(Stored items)

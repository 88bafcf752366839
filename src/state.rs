use std::path::{Path, PathBuf};
use std::sync::Arc;
use std::time::{Duration, Instant, SystemTime};

use anyhow::Context;

use crate::color::ColorMap;
use crate::config::AppConfig;
use crate::data::cache::DatasetCache;
use crate::data::export::raw_csv_bytes;
use crate::data::filter::{apply, Constraint, FilterState};
use crate::data::model::{CellValue, EmployeeRecord, HrDataset};
use crate::data::schema;

// ---------------------------------------------------------------------------
// Application state
// ---------------------------------------------------------------------------

#[derive(Debug, Clone, Copy, PartialEq, Eq, Default)]
pub enum Tab {
    #[default]
    Summary,
    Capacity,
    Attrition,
}

impl Tab {
    pub const ALL: [Tab; 3] = [Tab::Summary, Tab::Capacity, Tab::Attrition];

    pub fn title(self) -> &'static str {
        match self {
            Tab::Summary => "Executive Summary",
            Tab::Capacity => "Capacity Planning",
            Tab::Attrition => "Attrition",
        }
    }
}

/// The full session state, independent of rendering.
pub struct AppState {
    pub config: AppConfig,

    cache: DatasetCache,

    /// File the dataset was loaded from.
    pub data_path: Option<PathBuf>,

    /// Loaded dataset (None until a file loads successfully).
    pub dataset: Option<Arc<HrDataset>>,

    /// Per-field filter selections.
    pub filters: FilterState,

    /// Indices of records passing the current filters (cached).
    pub visible_indices: Vec<usize>,

    pub active_tab: Tab,

    /// Colours per department, stable across filter changes.
    pub department_colors: Option<ColorMap>,

    /// Status / error message shown in the UI.
    pub status_message: Option<String>,

    last_poll: Option<Instant>,

    /// Modification time of the data file when its last load failed.
    failed_mtime: Option<SystemTime>,
}

fn file_mtime(path: &Path) -> Option<SystemTime> {
    std::fs::metadata(path).and_then(|m| m.modified()).ok()
}

impl AppState {
    pub fn new(config: AppConfig) -> Self {
        Self {
            config,
            cache: DatasetCache::new(),
            data_path: None,
            dataset: None,
            filters: FilterState::default(),
            visible_indices: Vec::new(),
            active_tab: Tab::default(),
            department_colors: None,
            status_message: None,
            last_poll: None,
            failed_mtime: None,
        }
    }

    /// Load (or fetch from cache) the dataset at `path` and make it current.
    /// Failures clear the dashboard and surface as the status message.
    pub fn open(&mut self, path: &Path) {
        // Only the current file stays cached.
        if self.data_path.as_deref().is_some_and(|p| p != path) {
            self.cache.clear();
        }
        self.data_path = Some(path.to_path_buf());
        match self.cache.get_or_load(path) {
            Ok(dataset) => {
                log::info!(
                    "Loaded {} employees with columns {:?} ({} file(s) cached)",
                    dataset.len(),
                    dataset.column_names,
                    self.cache.len()
                );
                self.failed_mtime = None;
                self.set_dataset(dataset);
            }
            Err(e) => {
                log::error!("Failed to load file: {e}");
                self.failed_mtime = file_mtime(path);
                self.dataset = None;
                self.visible_indices.clear();
                self.status_message = Some(format!("Error: {e}"));
            }
        }
    }

    /// Drop the cached copy and read the current file again.
    pub fn reload(&mut self) {
        if let Some(path) = self.data_path.clone() {
            self.cache.invalidate(&path);
            self.open(&path);
        }
    }

    /// Re-open the data file when it changed on disk. Checks at most once per
    /// `reload_poll_secs`; keeps the filter state when the dataset is unchanged.
    /// After a failed load the file is retried once its modification time
    /// moves on (or once it appears).
    pub fn poll_data_file(&mut self, now: Instant) {
        let interval = Duration::try_from_secs_f64(self.config.reload_poll_secs.max(0.0))
            .unwrap_or(Duration::MAX);
        if self.last_poll.is_some_and(|t| now.duration_since(t) < interval) {
            return;
        }
        self.last_poll = Some(now);

        let Some(path) = self.data_path.clone() else {
            return;
        };
        let changed = if self.dataset.is_some() {
            self.cache.is_stale(&path)
        } else {
            file_mtime(&path).is_some_and(|m| self.failed_mtime != Some(m))
        };
        if changed {
            self.open(&path);
        }
    }

    /// Ingest a newly loaded dataset, initialise filters and colours.
    /// A dataset identical to the current one keeps the user's filters.
    pub fn set_dataset(&mut self, dataset: Arc<HrDataset>) {
        if self
            .dataset
            .as_ref()
            .is_some_and(|current| Arc::ptr_eq(current, &dataset))
        {
            return;
        }
        self.filters = FilterState::from_dataset(
            &dataset,
            &self.config.filters.categorical,
            &self.config.filters.numeric,
        );
        self.visible_indices = (0..dataset.len()).collect();
        self.department_colors = dataset
            .unique_values
            .get(schema::DEPARTMENT)
            .map(ColorMap::new);
        self.dataset = Some(dataset);
        self.status_message = None;
    }

    /// Recompute `visible_indices` after a filter change. An invalid filter
    /// keeps the previous rows and reports the problem.
    pub fn refilter(&mut self) {
        let Some(ds) = &self.dataset else {
            return;
        };
        match apply(ds, &self.filters) {
            Ok(indices) => {
                self.visible_indices = indices;
                self.status_message = None;
            }
            Err(e) => {
                log::warn!("Filter rejected: {e}");
                self.status_message = Some(format!("Error: {e}"));
            }
        }
    }

    pub fn set_constraint(&mut self, field: &str, constraint: Constraint) {
        if let Err(e) = self.filters.set_constraint(field, constraint) {
            self.status_message = Some(format!("Error: {e}"));
            return;
        }
        self.refilter();
    }

    pub fn toggle_filter_value(&mut self, field: &str, value: &CellValue) {
        if let Err(e) = self.filters.toggle_value(field, value) {
            self.status_message = Some(format!("Error: {e}"));
            return;
        }
        self.refilter();
    }

    /// Select every value of one field again.
    pub fn reset_filter(&mut self, field: &str) {
        if let Err(e) = self.filters.reset_field(field) {
            self.status_message = Some(format!("Error: {e}"));
            return;
        }
        self.refilter();
    }

    pub fn clear_filters(&mut self) {
        self.filters.clear_all();
        self.refilter();
    }

    /// Records passing the current filters, in table order.
    pub fn visible_rows(&self) -> Vec<&EmployeeRecord> {
        match &self.dataset {
            Some(ds) => ds.select(&self.visible_indices),
            None => Vec::new(),
        }
    }

    /// Write the raw source file, re-read from disk, to `dest` as CSV.
    pub fn export_raw_csv(&self, dest: &Path) -> anyhow::Result<()> {
        let source = self.data_path.as_deref().context("no dataset loaded")?;
        let bytes = raw_csv_bytes(source)?;
        std::fs::write(dest, bytes).with_context(|| format!("writing {}", dest.display()))?;
        log::info!("Saved raw data to {}", dest.display());
        Ok(())
    }
}

#[cfg(test)]
mod tests {
    use super::*;
    use crate::data::loader::tests::{write_csv, HEADER, ROWS};

    fn loaded(dir: &tempfile::TempDir) -> AppState {
        let path = write_csv(dir, "hr.csv", HEADER, ROWS);
        let mut state = AppState::new(AppConfig::default());
        state.open(&path);
        state
    }

    #[test]
    fn test_open_initialises_filters_and_rows() {
        let dir = tempfile::tempdir().unwrap();
        let state = loaded(&dir);
        assert!(state.status_message.is_none());
        assert_eq!(state.visible_indices.len(), ROWS.len());
        assert!(state.filters.fields().iter().any(|f| f == "Department"));
        assert!(!state.filters.is_constrained());
    }

    #[test]
    fn test_filter_then_clear() {
        let dir = tempfile::tempdir().unwrap();
        let mut state = loaded(&dir);
        state.set_constraint("Age", Constraint::Range { min: 30.0, max: 45.0 });
        assert_eq!(state.visible_rows().len(), 3);

        state.clear_filters();
        assert_eq!(state.visible_indices, (0..ROWS.len()).collect::<Vec<_>>());
    }

    #[test]
    fn test_invalid_range_keeps_rows_and_reports() {
        let dir = tempfile::tempdir().unwrap();
        let mut state = loaded(&dir);
        state.set_constraint("Age", Constraint::Range { min: 50.0, max: 20.0 });
        assert_eq!(state.visible_indices.len(), ROWS.len());
        assert!(state.status_message.as_deref().unwrap_or("").contains("Invalid range"));
    }

    #[test]
    fn test_load_failure_halts_dashboard() {
        let mut state = AppState::new(AppConfig::default());
        state.open(Path::new("/no/such/hr.csv"));
        assert!(state.dataset.is_none());
        assert!(state.status_message.is_some());
        assert!(state.visible_rows().is_empty());
    }

    #[test]
    fn test_reload_resets_filters_for_new_data() {
        let dir = tempfile::tempdir().unwrap();
        let mut state = loaded(&dir);
        state.toggle_filter_value("Gender", &CellValue::Text("Male".into()));
        assert!(state.filters.is_constrained());

        state.reload();
        assert!(!state.filters.is_constrained());
        assert_eq!(state.visible_indices.len(), ROWS.len());
    }

    #[test]
    fn test_export_ignores_filters() {
        let dir = tempfile::tempdir().unwrap();
        let mut state = loaded(&dir);
        state.set_constraint("Age", Constraint::Range { min: 30.0, max: 40.0 });
        let dest = dir.path().join("out.csv");
        state.export_raw_csv(&dest).unwrap();
        let text = std::fs::read_to_string(dest).unwrap();
        assert_eq!(text.lines().count(), ROWS.len() + 1);
    }

    #[test]
    fn test_opening_other_file_drops_previous_cache_entry() {
        let dir = tempfile::tempdir().unwrap();
        let mut state = loaded(&dir);
        let other = write_csv(&dir, "other.csv", HEADER, &ROWS[..2]);
        state.open(&other);
        assert_eq!(state.cache.len(), 1);
        assert_eq!(state.visible_indices.len(), 2);
    }

    fn touch(path: &Path, secs_ahead: u64) {
        std::fs::File::options()
            .write(true)
            .open(path)
            .unwrap()
            .set_modified(SystemTime::now() + Duration::from_secs(secs_ahead))
            .unwrap();
    }

    #[test]
    fn test_poll_recovers_after_broken_file_is_fixed() {
        let dir = tempfile::tempdir().unwrap();
        let mut state = loaded(&dir);
        let path = state.data_path.clone().unwrap();
        let t0 = Instant::now();
        state.poll_data_file(t0);
        assert!(state.dataset.is_some());

        write_csv(&dir, "hr.csv", "Age,Attrition", &["41,Yes"]);
        touch(&path, 5);
        state.poll_data_file(t0 + Duration::from_secs(2));
        assert!(state.dataset.is_none());
        assert!(state.status_message.is_some());

        // Unchanged broken file is not retried.
        state.poll_data_file(t0 + Duration::from_secs(4));
        assert!(state.dataset.is_none());

        write_csv(&dir, "hr.csv", HEADER, ROWS);
        touch(&path, 10);
        state.poll_data_file(t0 + Duration::from_secs(6));
        assert!(state.dataset.is_some());
        assert_eq!(state.visible_indices.len(), ROWS.len());
        assert!(state.status_message.is_none());
    }

    #[test]
    fn test_poll_picks_up_file_created_after_start() {
        let dir = tempfile::tempdir().unwrap();
        let path = dir.path().join("late.csv");
        let mut state = AppState::new(AppConfig::default());
        state.open(&path);
        assert!(state.dataset.is_none());

        let t0 = Instant::now();
        state.poll_data_file(t0);
        assert!(state.dataset.is_none());

        write_csv(&dir, "late.csv", HEADER, ROWS);
        state.poll_data_file(t0 + Duration::from_secs(2));
        assert!(state.dataset.is_some());
    }

    #[test]
    fn test_poll_interval_respected_and_huge_interval_does_not_panic() {
        let dir = tempfile::tempdir().unwrap();
        let mut state = loaded(&dir);
        state.config.reload_poll_secs = 1e20;
        let t0 = Instant::now();
        state.poll_data_file(t0);
        state.poll_data_file(t0 + Duration::from_secs(3600));
        assert!(state.dataset.is_some());

        state.config.reload_poll_secs = f64::NAN;
        state.last_poll = None;
        state.poll_data_file(t0);
        assert!(state.dataset.is_some());
    }
}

* **Task**:
Determine how many lines of the entries above carry the string "Summary", and give that number alone.

* **Result of this task**:
3